On April 10, 2020, Airxcel sent plaintiff written notice that it was reclassifying his furlough as a permanent layoff due to a reduction in force. At the time, plaintiff was over the age of 40. The notice expressly stated that Airxcel considered business necessity, expertise and past performance, as well as seniority, in making this decision. Plaintiff testified that seniority should have prevented his discharge. During this time, Airxcel also permanently laid off Volking.

Between April and June of 2020, Airxcel started recalling many furloughed employees. Of the recalled employees, 20 were the same age or older than plaintiff. In total, RV Products laid off 58 employees because of the reduction in force: 16 employees were 40 or older, and 42 were under the age of 40. Of the employees Airxcel laid off, 70 per cent were under the age of 40.

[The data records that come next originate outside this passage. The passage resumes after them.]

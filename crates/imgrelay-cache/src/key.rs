//! Cache key derivation.
//!
//! A key is `hex(sha256(source bytes))`, followed by the literal transform
//! signature and the target extension, e.g. `<digest>re-200x200.jpg`. The
//! signature is embedded verbatim rather than hashed.

use std::fmt::{self, Display, Formatter};

use sha2::{Digest, Sha256};

use crate::error::{CacheError, CacheResult};

/// Signature used when no transform applies to a variant.
pub const NO_TRANSFORM_MARKER: &str = "_";

/// Address of a cached variant; always a single safe file name.
#[derive(Debug, Clone, PartialEq, Eq, Hash)]
pub struct CacheKey(String);

impl CacheKey {
    /// Derive the key for `content` transformed by `signature` into `extension`.
    ///
    /// # Errors
    ///
    /// Returns [`CacheError::InvalidKey`] when the signature or extension holds
    /// characters outside the file-name-safe set.
    pub fn derive(content: &[u8], signature: Option<&str>, extension: &str) -> CacheResult<Self> {
        let signature = signature.unwrap_or(NO_TRANSFORM_MARKER);
        if signature.is_empty() || !signature.chars().all(is_signature_char) {
            return Err(CacheError::InvalidKey {
                field: "signature",
                value: signature.to_string(),
            });
        }
        if extension.is_empty() || !extension.chars().all(|ch| ch.is_ascii_alphanumeric()) {
            return Err(CacheError::InvalidKey {
                field: "extension",
                value: extension.to_string(),
            });
        }
        Ok(Self(format!(
            "{}{signature}.{}",
            content_digest(content),
            extension.to_ascii_lowercase()
        )))
    }

    /// Key rendered as the stored file name.
    #[must_use]
    pub fn as_str(&self) -> &str {
        &self.0
    }
}

impl Display for CacheKey {
    fn fmt(&self, formatter: &mut Formatter<'_>) -> fmt::Result {
        formatter.write_str(&self.0)
    }
}

/// Lowercase hex SHA-256 of the full byte sequence.
#[must_use]
pub fn content_digest(content: &[u8]) -> String {
    let mut hasher = Sha256::new();
    hasher.update(content);
    format!("{:x}", hasher.finalize())
}

const fn is_signature_char(ch: char) -> bool {
    ch.is_ascii_alphanumeric() || matches!(ch, '-' | ',' | '_')
}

The 2015 handbook had a reduction in force policy which stated that employees could remain on a recall roster for up to six months. Plaintiff never qualified for recall because of his “Under Performer” ranking and his performance review from 2019. After Airxcel informed plaintiff of his permanent layoff, he did not apply for any vacant positions at Airxcel or reach out to the Human Resources department to discuss any potential employment opportunities.

IV. Procedural History

On September 10, 2020, plaintiff filed a Charge of Discrimination with the Equal Employment Opportunity Commission. On September 30, 2020, it issued a Notice of Right to Sue.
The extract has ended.